Pour Renaissance numérique qui a réuni sur le sujet des scientifiques, des universitaires, des grandes entreprises du high-tech, des start-up et des organisations professionnelles, l’enjeu est de taille. Car l’agriculture numérique pourrait bien constituer la 3e révolution agricole, après celle du 18e siècle (où l’on a arrêté la jachère et la rotation des cultures) et celle du 20e siècle (faite de mécanisation, d’engrais chimiques et de produits phytosanitaires).
Le numérique appliqué à l’agriculture constitue indéniablement un levier d’accroissement de la productivité. Comment ? Par des techniques de précision et des pratiques agro écologiques plus économes en ressources. Mais ce n’est pas tout. Internet transforme aussi le métier d’agriculteur du pilotage de l’exploitation au partage du matériel agricole (wefarmup), en passant par les conseils et formations techniques (e-learning), la vente directe (e-commerce & drive)… Et il n’y a évidemment pas que le producteur dans ses champs qui est concerné. Ce sont tous les maillons de la chaîne de l’agroalimentaire qui doivent s’adapter : coopératives, services agricoles, industrie, grande distribution…
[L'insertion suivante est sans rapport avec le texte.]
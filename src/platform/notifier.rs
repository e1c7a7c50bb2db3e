use crate::db::kv::KvStore;
use crate::models::notification::Notification;
use crate::ui::messages;
use std::rc::Rc;

/// Fire-and-forget channel to the user. Implementations must not fail.
pub trait Notifier {
    fn notify(&self, notification: &Notification);
}

/// Prints notifications on the terminal and keeps a copy in the audit log.
pub struct ConsoleNotifier {
    kv: Rc<dyn KvStore>,
    quiet: bool,
}

impl ConsoleNotifier {
    pub fn new(kv: Rc<dyn KvStore>) -> Self {
        Self { kv, quiet: false }
    }

    /// Only record to the audit log (used by the background invocation).
    pub fn quiet(kv: Rc<dyn KvStore>) -> Self {
        Self { kv, quiet: true }
    }
}

impl Notifier for ConsoleNotifier {
    fn notify(&self, notification: &Notification) {
        tracing::info!(kind = notification.kind.as_str(), title = %notification.title, "notification");
        if !self.quiet {
            messages::notice(notification);
        }
        self.kv
            .audit("notify", notification.kind.as_str(), &notification.to_string());
    }
}
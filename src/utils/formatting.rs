//! Formatting utilities used for CLI outputs.

/// Truncate to `max` characters, marking the cut with `...`.
pub fn ellipsize(s: &str, max: usize) -> String {
    if s.chars().count() <= max {
        return s.to_string();
    }
    let mut out: String = s.chars().take(max.saturating_sub(3)).collect();
    out.push_str("...");
    out
}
Comme toute révolution, elle peut produire les meilleurs et les pires effets. Cela dépendra de ce que l’homme en fera…
Des raisons d’être optimistes ?
1/ Internet stimule le développement des circuit-courts
En raccourcissant la chaîne de distribution, le numérique est en train de recréer un lien étroit entre l’agriculteur et le consommateur, de faire redécouvrir à celui-ci l’existence des saisons et de redonner de la valeur à une agriculture paysanne mise à mal par 50 ans d’agriculture intensive et de consommation de masse. Les solutions internet favorisent le développement de la vente directe aux consommateurs (La Ruche qui dit Oui !, Drive-fermiers, …) ou à la restauration collective (Agrilocal, Solibio, Loc’halles, …).
Ainsi, 21% des agriculteurs vendent maintenant une partie de leur production en circuit court, contre seulement 15,4% il y a 15 ans. 72% des jeunes agriculteurs déclarent d’ailleurs vouloir vendre en circuit court. Ce sont de bonnes nouvelles quand on sait que les circuits courts génèrent plus de revenus pour l’agriculteur et stimulent l’économie locale, non délocalisable.
2/ La traçabilité numérique permettra de mieux connaître le contenu de notre assiette
Le numérique offre également de multiples possibilités d’améliorer la traçabilité de la chaîne alimentaire, du champ à l’assiette. L’utilisation des objets connectés agricoles (capteurs), des systèmes de contrôle des processus de fabrication ou de transformation, des puces électroniques, pourront garantir au consommateur une transparence complète sur l’origine, la composition, le bilan écologique des aliments qu’il consommera, à condition que les maillons de la chaîne acceptent d’ouvrir et de partager leurs données. Des applications mobiles (Open food facts, Notéo, Tellspec, …) commencent à devenir les Shazam de la nourriture. Des organisations agricoles aussi, comme Les Jeunes Agriculteurs (JA), sont actifs sur internet avec #viandedenullepart ou #laitdenullepart.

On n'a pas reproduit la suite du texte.